Dallis looked down at his hands, flipping them over and examining his palms. “Yes.”
“Did you break into the Taurus mainframe?”
“No.” Dallis’s brain waves dipped. He was telling truth.
“Did you allow someone to break into the system?”
“No.” Dallis insisted. Again, he was telling the truth.
“Is it possible that someone could have accessed Taurus while you were away?” Geraldo pushed.
“We have to log in and out every time we leave the room.”
“Okay.” Geralod brought up the report he had been given. “Lets go over that log. You checked in at ten pm?”
“Yes.”
“Okay, stop me if something sounds out of place.” Geraldo began to rambled off the work log. When he had finished he looked up at Dallis. “Dose all that sound correct?”

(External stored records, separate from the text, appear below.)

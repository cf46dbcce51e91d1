use serde::{Deserialize, Serialize};

use crate::config::ClientConfig;
use crate::metrics::response::advantage_percent;
use crate::metrics::{round0, round1, MetricGroup, Scalar};

#[derive(Debug, Clone, Serialize, Deserialize, PartialEq)]
pub struct ComparisonRow {
    pub metric: String,
    pub yours: Scalar,
    pub industry: Scalar,
    pub difference_percent: f64,
    pub direction: String,
    /// Renderer-ready label, e.g. `"34% Better"`.
    pub difference: String,
}

#[derive(Debug, Clone, Serialize, Deserialize, PartialEq)]
pub struct IndustryComparison {
    pub industry_comparison: Vec<ComparisonRow>,
}

impl MetricGroup for IndustryComparison {
    const NAME: &'static str = "industry_comparison";
}

fn row(metric: &str, yours: Scalar, industry: Scalar, worse_label: &str) -> ComparisonRow {
    let (actual, benchmark) = (as_f64(yours), as_f64(industry));
    let diff = advantage_percent(benchmark, actual);
    let direction = if diff > 0.0 { "Better" } else { worse_label };
    ComparisonRow {
        metric: metric.to_string(),
        yours,
        industry,
        difference_percent: round1(diff),
        direction: direction.to_string(),
        difference: format!("{}% {direction}", round0(diff).abs()),
    }
}

fn as_f64(s: Scalar) -> f64 {
    match s {
        Scalar::Int(i) => i as f64,
        Scalar::Float(f) => f,
    }
}

/// Benchmark rows for MTTR, MTTD and incidents/day, each only when the actual value is
/// positive. Empty when the client has no industry benchmarks.
pub fn industry_comparison(
    mttr_minutes: i64,
    mttd_minutes: i64,
    incidents_per_day: f64,
    config: &ClientConfig,
) -> IndustryComparison {
    let mut rows = Vec::new();
    if config.industry_benchmarks_available {
        let b = &config.industry_benchmarks;
        if mttr_minutes > 0 {
            rows.push(row(
                "MTTR",
                Scalar::Int(mttr_minutes),
                Scalar::Int(b.mttr_minutes),
                "Slower",
            ));
        }
        if mttd_minutes > 0 {
            rows.push(row(
                "MTTD",
                Scalar::Int(mttd_minutes),
                Scalar::Int(b.mttd_minutes),
                "Slower",
            ));
        }
        if incidents_per_day > 0.0 {
            rows.push(row(
                "Incidents/Day",
                Scalar::Float(incidents_per_day),
                Scalar::Float(b.incidents_per_day),
                "Higher",
            ));
        }
    }
    IndustryComparison {
        industry_comparison: rows,
    }
}
pub fn key_achievements(inputs: &InsightInputs) -> Vec<String> {
    let mut out = Vec::new();

    if inputs.response_advantage_percent > 0.0 {
        out.push(format!(
            "{}% faster response than industry peers",
            round0(inputs.response_advantage_percent)
        ));
    }

    let contained = inputs.true_threats_contained;
    if contained > 0 && inputs.zero_breaches {
        out.push("100% threat containment with zero breaches".to_string());
    } else if contained > 0 {
        out.push(format!("{contained} threats successfully contained"));
    }

    if inputs.after_hours_escalations > 0 {
        out.push(format!(
            "{} after-hours escalations handled seamlessly",
            inputs.after_hours_escalations
        ));
    }

    if inputs.total_modeled > 0 {
        out.push(format!(
            "{} modeled cost exposure avoided",
            format_currency(inputs.total_modeled)
        ));
    }

    // A missing FP rate must not read as a perfect one.
    if let Some(fp) = inputs.false_positive_rate {
        if fp <= LOW_FP_ACHIEVEMENT_MAX {
            out.push(format!("False positive rate maintained at {}%", display_decimal(fp)));
        }
    }

    if inputs.automation_percent >= HIGH_AUTOMATION_ACHIEVEMENT_MIN {
        out.push(format!(
            "{}% of escalations handled via automated playbooks",
            round0(inputs.automation_percent)
        ));
    }

    out.truncate(MAX_ACHIEVEMENTS);
    out
}

pub fn areas_of_focus(inputs: &InsightInputs, items: &[ImprovementItem]) -> Vec<String> {
    let mut out = Vec::new();
    for item in items {
        match item.title.as_str() {
            TITLE_DETECTION_TUNING => {
                if let Some(source) = worst_source(&inputs.detection_sources) {
                    out.push(format!("Reduce {} false positive rate", source.source));
                }
            }
            TITLE_AUTOMATION => out.push("Expand playbook automation coverage".to_string()),
            TITLE_THREAT_FOCUS => {
                if let Some(first) = inputs.tactics.first() {
                    out.push(format!("Proactive threat hunting for {first} tactics"));
                }
            }
            TITLE_RESPONSE_TIME => out.push("Improve incident response workflows".to_string()),
            TITLE_SLA => out.push("Focus on high-priority SLA compliance".to_string()),
            _ => {}
        }
    }
    out.truncate(MAX_FOCUS_AREAS);
    out
}

pub fn next_period_goals(inputs: &InsightInputs, t: &InsightThresholds) -> Vec<String> {
    let mut out = Vec::new();
    if inputs.fp_rate() > t.fp_rate_good {
        out.push(format!(
            "Achieve {}% or lower overall false positive rate",
            display_decimal(t.fp_rate_good)
        ));
    }
    if inputs.automation_percent < t.automation_target {
        out.push(format!(
            "Reduce manual escalations to {}% or below",
            display_decimal(t.manual_escalation_max)
        ));
    }
    if let Some(second) = inputs.tactics.get(1) {
        out.push(format!("Implement enhanced detection for {second}"));
    }
    if inputs.mttr_minutes > t.mttr_good {
        out.push(format!("Reduce MTTR to under {} minutes", t.mttr_good));
    }
    if inputs.sla_compliance_rate < SLA_COMPLIANCE_TARGET {
        out.push("Achieve 95%+ SLA compliance across all priorities".to_string());
    }
    out.truncate(MAX_GOALS);
    out
}

pub fn tuning_recommendations(inputs: &InsightInputs, t: &InsightThresholds) -> Vec<String> {
    inputs
        .detection_sources
        .iter()
        .take(MAX_TUNING_RECOMMENDATIONS)
        .map(|source| {
            let name = &source.source;
            if source.fp_rate > t.fp_rate_good {
                format!(
                    "Reduce {name} false positive rate from {}% to target {}%",
                    display_decimal(source.fp_rate),
                    display_decimal(t.fp_rate_good)
                )
            } else if source.fp_rate > SOURCE_OPTIMIZE_FP_RATE {
                format!("Optimize {name} rules for better signal fidelity")
            } else {
                format!("Review {name} detection thresholds")
            }
        })
        .collect()
}

/// Compare the last two FP-rate trend points: a drop to 90% or less is improving, a rise
/// to 110% or more is declining.
pub fn detection_quality_trend(fp_trend: &[f64]) -> QualityTrend {
    let [.., previous, current] = fp_trend else {
        return QualityTrend::Stable;
    };
    if *current <= previous * 0.9 {
        QualityTrend::Improving
    } else if *current >= previous * 1.1 {
        QualityTrend::Declining
    } else {
        QualityTrend::Stable
    }
}

pub fn notification_methods(after_hours: i64) -> Vec<NotificationMethod> {
    let total = after_hours.max(0);
    let mut out = Vec::with_capacity(NOTIFICATION_SPLIT.len() + 1);
    let mut assigned = 0;
    for (method, share) in NOTIFICATION_SPLIT {
        let count = (total as f64 * share) as i64;
        assigned += count;
        out.push(NotificationMethod {
            method: method.to_string(),
            count,
            percent: 0.0,
        });
    }
    out.push(NotificationMethod {
        method: NOTIFICATION_REMAINDER_CHANNEL.to_string(),
        count: total - assigned,
        percent: 0.0,
    });
    if total > 0 {
        for m in &mut out {
            m.percent = round1(m.count as f64 / total as f64 * 100.0);
        }
    }
    out
}

/// Derive every insight field from merged metrics.
pub fn generate_insights(
    metrics: &MetricsResult,
    config: &ClientConfig,
) -> Result<Insights, AppError> {
    let inputs = InsightInputs::from_metrics(metrics)?;
    let t = &config.thresholds;

    let items = improvement_items(&inputs, t);
    let areas = areas_of_focus(&inputs, &items);
    Ok(Insights {
        key_achievements: key_achievements(&inputs),
        areas_of_focus: areas,
        next_period_goals: next_period_goals(&inputs, t),
        tuning_recommendations: tuning_recommendations(&inputs, t),
        executive_summary_narrative: executive_summary_narrative(&inputs),
        detection_quality_trend: detection_quality_trend(&inputs.fp_trend),
        notification_methods: notification_methods(inputs.after_hours_escalations),
        compliance_status: "Fully Compliant".to_string(),
        vulnerabilities_identified: 0,
        risk_reduction_percent: inputs.response_advantage_percent,
        improvement_items: items,
    })
}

“No.” Dallis’s forehead knitted together, bringing his thin eyebrows together.
“What’s wrong with it?”
“I had left at two am to get a chocolate bar from the vending machine.”
“Are you sure?”
“Yes. I go every day at two am. I have the credit history to prove it.” Dallis fished out his terminal from his jacket and tapped away before he turned it around and showed him. Geraldo took the device and tapped on the charge labeled, “Easy Go Snacks.” Every morning at two AM Dallis had charged the same amount, day in and day out.
“Have you given your credit slip to anyone?”
“It’s embedded in my palm.” Dallis held up his hand.
Geraldo could see a corporate logo on his palm. Geraldo narrowed his eyes at the analyst as he loaded up the security footage and typed in the timestamp of one fifty-five AM. The video showed Dallis moving data around the halo vid screens, like some sort of orchestra composer. The man never left the room, which corresponded with the log. Geraldo frowned as he reset the clip and watched it again.
The sound of clapping and shouts lifted his attention for the video. He grunted as he pushed himself to his feet and stomped over to the door and flung it open.
“What the hell is going on?” He asked a page who was standing next to the door.
The man turned, a smile stretching from ear to ear. “Gabriela Fohren won the lottery.”
“Which lottery?”
“Bioloxys.”
Geraldo’s blood ran cold. “That’s not possible,” He whispered to himself. He suddenly found himself with a new suspect. Gabriela was excluded from the lottery.